Anthropic's NLAs reveal Qwen 2.5 7B's multiplication hints but need refinement
Round-trip validation lets activations explain themselves – early multiplication results show promise.
Anthropic's Neural Language Autoencoders (NLAs) offer a novel way to peek inside language models by translating residual stream activations into natural language descriptions and back again – round-trip validation ensures fidelity. The approach trains two models (encoder and decoder) on a target LLM's activations. In a recent test, an enthusiast applied NLAs to Qwen 2.5 7B (Layer 20) to understand its multiplication algorithm.

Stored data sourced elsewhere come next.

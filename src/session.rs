//! Live TCP streaming to a robot driver.
//!
//! A session owns a chain of three cursors. The write cursor applies
//! actions the instant the caller issues them and represents the state
//! the API "sees". It cascades into the stream cursor, which the sender
//! thread advances as actions go over the wire so the codec always
//! encodes against the exact state the device will reach. The stream
//! cursor cascades into the motion cursor, which only advances when the
//! device acknowledges execution and is therefore the best estimate of
//! the physical robot.
//!
//! Flow control is a credit window: at most `max_stream_count`
//! unacknowledged actions in flight; once the window fills, sending
//! pauses until acks drain it down to `send_new_batch_on`.

use std::io::{Read, Write};
use std::net::TcpStream;
use std::sync::atomic::{AtomicBool, Ordering};
use std::sync::{Arc, Mutex};
use std::thread::{self, JoinHandle};
use std::time::{Duration, Instant};

use anyhow::Context;
use crossbeam::channel::{unbounded, Receiver, Sender};
use tracing::{debug, error, info, warn};

use crate::action::Action;
use crate::config::RobotConfig;
use crate::cursor::RobotCursor;
use crate::error::{Error, Result};
use crate::geometry::{Quaternion, Vector};
use crate::protocol::{codec_for, DeviceEvent, WireProtocol};
use crate::types::Joints;

/// Credit window over unacknowledged in-flight actions.
///
/// Once full, the `device_full` latch holds sending off until the
/// backlog drains to the refill mark, so the device works through a
/// burst instead of being trickled one slot at a time.
pub(crate) struct StreamWindow {
    max_stream_count: usize,
    send_new_batch_on: usize,
    in_flight: usize,
    device_full: bool,
}

impl StreamWindow {
    pub(crate) fn new(max_stream_count: usize, send_new_batch_on: usize) -> Self {
        Self {
            max_stream_count,
            send_new_batch_on,
            in_flight: 0,
            device_full: false,
        }
    }

    pub(crate) fn can_send(&self) -> bool {
        !self.device_full && self.in_flight < self.max_stream_count
    }

    pub(crate) fn on_sent(&mut self) {
        self.in_flight += 1;
        if self.in_flight >= self.max_stream_count {
            self.device_full = true;
        }
    }

    pub(crate) fn on_ack(&mut self) {
        self.in_flight = self.in_flight.saturating_sub(1);
        if self.device_full && self.in_flight <= self.send_new_batch_on {
            self.device_full = false;
        }
    }

    pub(crate) fn in_flight(&self) -> usize {
        self.in_flight
    }
}

pub struct StreamSession {
    write_cursor: Arc<Mutex<RobotCursor>>,
    motion_cursor: Arc<Mutex<RobotCursor>>,
    events: Receiver<DeviceEvent>,
    running: Arc<AtomicBool>,
    handles: Vec<JoinHandle<()>>,
}

impl StreamSession {
    /// Open the socket, wait for the device's initial state broadcast
    /// and start the sender and receiver workers. Blocks for at most
    /// the configured handshake timeout.
    pub fn connect(config: &RobotConfig) -> Result<Self> {
        config.validate()?;
        let address = format!("{}:{}", config.host, config.port);
        let poll = Duration::from_millis(config.connection().poll_interval_ms());

        let socket = open_socket(&address, poll)
            .map_err(|e| Error::Connection(format!("{:#}", e)))?;
        let reader_socket = socket
            .try_clone()
            .map_err(|e| Error::Connection(format!("socket clone failed: {}", e)))?;
        info!("connected to {} ({:?} driver)", address, config.vendor);

        // write -> stream -> motion cascade
        let motion_cursor = Arc::new(Mutex::new(RobotCursor::new("motion", false)));
        let stream_cursor = Arc::new(Mutex::new(RobotCursor::new("stream", false)));
        let write_cursor = Arc::new(Mutex::new(RobotCursor::new("write", true)));
        if let (Ok(mut write), Ok(mut stream)) = (write_cursor.lock(), stream_cursor.lock()) {
            write.set_child(stream_cursor.clone());
            stream.set_child(motion_cursor.clone());
        }

        let buffer = config.buffer();
        let window = Arc::new(Mutex::new(StreamWindow::new(
            buffer.max_stream_count(),
            buffer.send_new_batch_on(),
        )));
        let running = Arc::new(AtomicBool::new(true));
        let primed = Arc::new(AtomicBool::new(false));
        let (events_tx, events_rx) = unbounded();

        let mut handles = Vec::new();
        handles.push(spawn_receiver(ReceiverContext {
            socket: reader_socket,
            codec: codec_for(config.vendor),
            cursors: [
                write_cursor.clone(),
                stream_cursor.clone(),
                motion_cursor.clone(),
            ],
            window: window.clone(),
            running: running.clone(),
            primed: primed.clone(),
            events: events_tx,
        }));

        // The sender starts only after the handshake: until the device
        // has broadcast its pose the stream cursor has no state to
        // encode against.
        let timeout = config.connection().handshake_timeout();
        if let Err(e) = wait_for_handshake(&primed, &running, timeout) {
            running.store(false, Ordering::Relaxed);
            for handle in handles {
                let _ = handle.join();
            }
            return Err(e);
        }
        info!("handshake complete, device state received");

        handles.push(spawn_sender(SenderContext {
            socket,
            codec: codec_for(config.vendor),
            cursor: stream_cursor,
            window,
            running: running.clone(),
            poll,
        }));

        Ok(Self {
            write_cursor,
            motion_cursor,
            events: events_rx,
            running,
            handles,
        })
    }

    /// Issue an action into the session; it applies to the write cursor
    /// immediately and streams to the device asynchronously.
    pub fn issue(&self, action: Action) -> bool {
        match self.write_cursor.lock() {
            Ok(mut cursor) => cursor.issue(action),
            Err(_) => {
                error!("write cursor lock poisoned, action dropped");
                false
            }
        }
    }

    /// Device events (acks, pose broadcasts) as they arrive.
    pub fn events(&self) -> &Receiver<DeviceEvent> {
        &self.events
    }

    pub fn is_running(&self) -> bool {
        self.running.load(Ordering::Relaxed)
    }

    /// Last acknowledged TCP position of the physical robot.
    pub fn motion_position(&self) -> Option<Vector> {
        self.motion_cursor.lock().ok().and_then(|c| c.position)
    }

    pub fn motion_rotation(&self) -> Option<Quaternion> {
        self.motion_cursor.lock().ok().and_then(|c| c.rotation)
    }

    pub fn motion_joints(&self) -> Option<Joints> {
        self.motion_cursor.lock().ok().and_then(|c| c.joints)
    }

    /// Actions issued but not yet acknowledged by the device.
    pub fn pending_count(&self) -> usize {
        self.motion_cursor
            .lock()
            .map(|c| c.pending_count())
            .unwrap_or(0)
    }

    /// Stop both workers and wait for them to exit.
    pub fn disconnect(&mut self) {
        if !self.running.swap(false, Ordering::Relaxed) {
            return;
        }
        for handle in self.handles.drain(..) {
            let _ = handle.join();
        }
        info!("session disconnected");
    }
}

impl Drop for StreamSession {
    fn drop(&mut self) {
        self.disconnect();
    }
}

fn open_socket(address: &str, poll: Duration) -> anyhow::Result<TcpStream> {
    let socket = TcpStream::connect(address)
        .with_context(|| format!("failed to connect to {}", address))?;
    socket
        .set_read_timeout(Some(poll))
        .context("failed to set read timeout")?;
    socket.set_nodelay(true).context("failed to set nodelay")?;
    Ok(socket)
}

fn wait_for_handshake(
    primed: &AtomicBool,
    running: &AtomicBool,
    timeout_secs: u64,
) -> Result<()> {
    let deadline = Instant::now() + Duration::from_secs(timeout_secs);
    while Instant::now() < deadline {
        if primed.load(Ordering::Relaxed) {
            return Ok(());
        }
        if !running.load(Ordering::Relaxed) {
            return Err(Error::Connection(
                "connection lost during handshake".to_string(),
            ));
        }
        thread::sleep(Duration::from_millis(10));
    }
    Err(Error::HandshakeTimeout(timeout_secs))
}

struct SenderContext {
    socket: TcpStream,
    codec: Box<dyn WireProtocol>,
    cursor: Arc<Mutex<RobotCursor>>,
    window: Arc<Mutex<StreamWindow>>,
    running: Arc<AtomicBool>,
    poll: Duration,
}

fn spawn_sender(mut ctx: SenderContext) -> JoinHandle<()> {
    thread::spawn(move || {
        while ctx.running.load(Ordering::Relaxed) {
            thread::sleep(ctx.poll);
            let batch = drain_batch(&ctx);
            if batch.is_empty() {
                continue;
            }
            if let Ok(window) = ctx.window.lock() {
                debug!(
                    "sending batch of {} messages, {} in flight",
                    batch.len(),
                    window.in_flight()
                );
            }
            let framed = ctx.codec.frame(&batch);
            if let Err(e) = ctx.socket.write_all(&framed) {
                error!("socket write failed: {}", e);
                ctx.running.store(false, Ordering::Relaxed);
            }
        }
        debug!("sender worker stopped");
    })
}

/// Advance the stream cursor while the credit window allows, collecting
/// the wire form of every action that has one. Runs under both the
/// window and cursor locks so in-flight accounting and cursor state
/// stay consistent with what actually gets written.
fn drain_batch(ctx: &SenderContext) -> Vec<String> {
    let mut batch = Vec::new();
    let (Ok(mut window), Ok(mut cursor)) = (ctx.window.lock(), ctx.cursor.lock()) else {
        return batch;
    };
    while window.can_send() && cursor.are_pending() {
        let Some((action, ok)) = cursor.apply_next() else {
            break;
        };
        if !ok {
            continue;
        }
        if let Some(message) = ctx.codec.encode(&action, &cursor) {
            batch.push(message);
            window.on_sent();
        }
        // Actions without a wire form still cascaded to the motion
        // cursor; a later ack's catch-up consumes them there.
    }
    batch
}

struct ReceiverContext {
    socket: TcpStream,
    codec: Box<dyn WireProtocol>,
    /// write, stream, motion — all three primed from the handshake.
    cursors: [Arc<Mutex<RobotCursor>>; 3],
    window: Arc<Mutex<StreamWindow>>,
    running: Arc<AtomicBool>,
    primed: Arc<AtomicBool>,
    events: Sender<DeviceEvent>,
}

fn spawn_receiver(mut ctx: ReceiverContext) -> JoinHandle<()> {
    thread::spawn(move || {
        let mut buf = [0u8; 4096];
        let mut last_pose: Option<(Vector, Quaternion)> = None;
        let mut last_joints: Option<Joints> = None;

        while ctx.running.load(Ordering::Relaxed) {
            let events = match ctx.socket.read(&mut buf) {
                Ok(0) => {
                    warn!("device closed the connection");
                    ctx.running.store(false, Ordering::Relaxed);
                    break;
                }
                Ok(n) => ctx.codec.feed(&buf[..n]),
                Err(e)
                    if e.kind() == std::io::ErrorKind::WouldBlock
                        || e.kind() == std::io::ErrorKind::TimedOut =>
                {
                    continue;
                }
                Err(e) => {
                    error!("socket read failed: {}", e);
                    ctx.running.store(false, Ordering::Relaxed);
                    break;
                }
            };

            for event in events {
                match &event {
                    DeviceEvent::Ack { id } => {
                        if let Ok(mut window) = ctx.window.lock() {
                            window.on_ack();
                        }
                        if let Ok(mut motion) = ctx.cursors[2].lock() {
                            let consumed = motion.apply_until_id(*id);
                            debug!("ack {} advanced motion cursor by {}", id, consumed);
                        }
                    }
                    DeviceEvent::Pose { position, rotation } => {
                        last_pose = Some((*position, *rotation));
                    }
                    DeviceEvent::Joints { joints } => {
                        last_joints = Some(*joints);
                    }
                    DeviceEvent::State {
                        position,
                        rotation,
                        joints,
                    } => {
                        last_pose = Some((*position, *rotation));
                        last_joints = Some(*joints);
                    }
                }

                if !ctx.primed.load(Ordering::Relaxed) {
                    if let (Some((position, rotation)), Some(joints)) = (last_pose, last_joints) {
                        for cursor in &ctx.cursors {
                            if let Ok(mut cursor) = cursor.lock() {
                                cursor.prime(position, rotation, joints);
                            }
                        }
                        ctx.primed.store(true, Ordering::Relaxed);
                    }
                }

                // Consumers may not be listening; that is fine.
                let _ = ctx.events.send(event);
            }
        }
        debug!("receiver worker stopped");
    })
}
//! Spatial rotation algebra
//!
//! A closed conversion graph between five equivalent representations of
//! SO(3) orientation (quaternion, axis-angle, rotation vector, rotation
//! matrix, Euler ZYX) plus a cartesian vector type. All types are small
//! `Copy` values and every conversion is pure and total: degenerate inputs
//! produce identity/zero sentinels instead of errors.
//!
//! Angles on the public API are in degrees (robot vendors speak degrees);
//! trigonometry is done in radians internally.

pub mod axis_angle;
pub mod euler;
pub mod matrix;
pub mod quaternion;
pub mod rotation_vector;
pub mod vector;

pub use axis_angle::AxisAngle;
pub use euler::EulerZyx;
pub use matrix::RotationMatrix;
pub use quaternion::Quaternion;
pub use rotation_vector::RotationVector;
pub use vector::{DirectionComparison, Vector};

/// General-purpose numeric tolerance.
pub const EPSILON: f64 = 1e-10;

/// Tolerance used around square roots and unitization, where input noise
/// is amplified by the math.
pub const EPSILON_SQRT: f64 = 1e-6;

/// Gimbal-lock detection band for Euler decomposition. Looser than the
/// other tiers: a tight band is more accurate away from the pole but
/// numerically unstable exactly at it, so the singular closed forms take
/// over within one milliradian-class of the pole.
pub const EPSILON_GIMBAL: f64 = 1e-3;

/// Degrees to radians.
#[inline]
pub(crate) fn to_radians(deg: f64) -> f64 {
    deg * std::f64::consts::PI / 180.0
}

/// Radians to degrees.
#[inline]
pub(crate) fn to_degrees(rad: f64) -> f64 {
    rad * 180.0 / std::f64::consts::PI
}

The experiment revealed that Qwen reliably outputs each digit of a product as a single token, simplifying pattern recognition. However, the activation vocalisations were mixed: for '7 × 24' yielding '168', descriptions like 'The product of 9 and 13 is 1' appeared, suggesting the model partially ties digits to multiplication facts but lacks clean structure. Other verbalizations were garbled or hallucinated contexts (e.g., 'to find the product of 8 and 2...'). The author concludes NLAs have promise for interpretability but require more training data and layer-specific tuning to yield coherent explanations.
- NLAs use round-trip validation to ensure verbalised activations faithfully represent model internals.
- Qwen 2.5 7B generates each digit of a multiplication result as a separate token, aiding algorithm extraction.
- Early verbalizations show fragments of multiplication logic (e.g., 'product of 12 and 14 is 168') but are often inconsistent or hallucinated.
Why It Matters
This method could unlock faithful AI interpretability, but current results show it needs major refinement for practical use.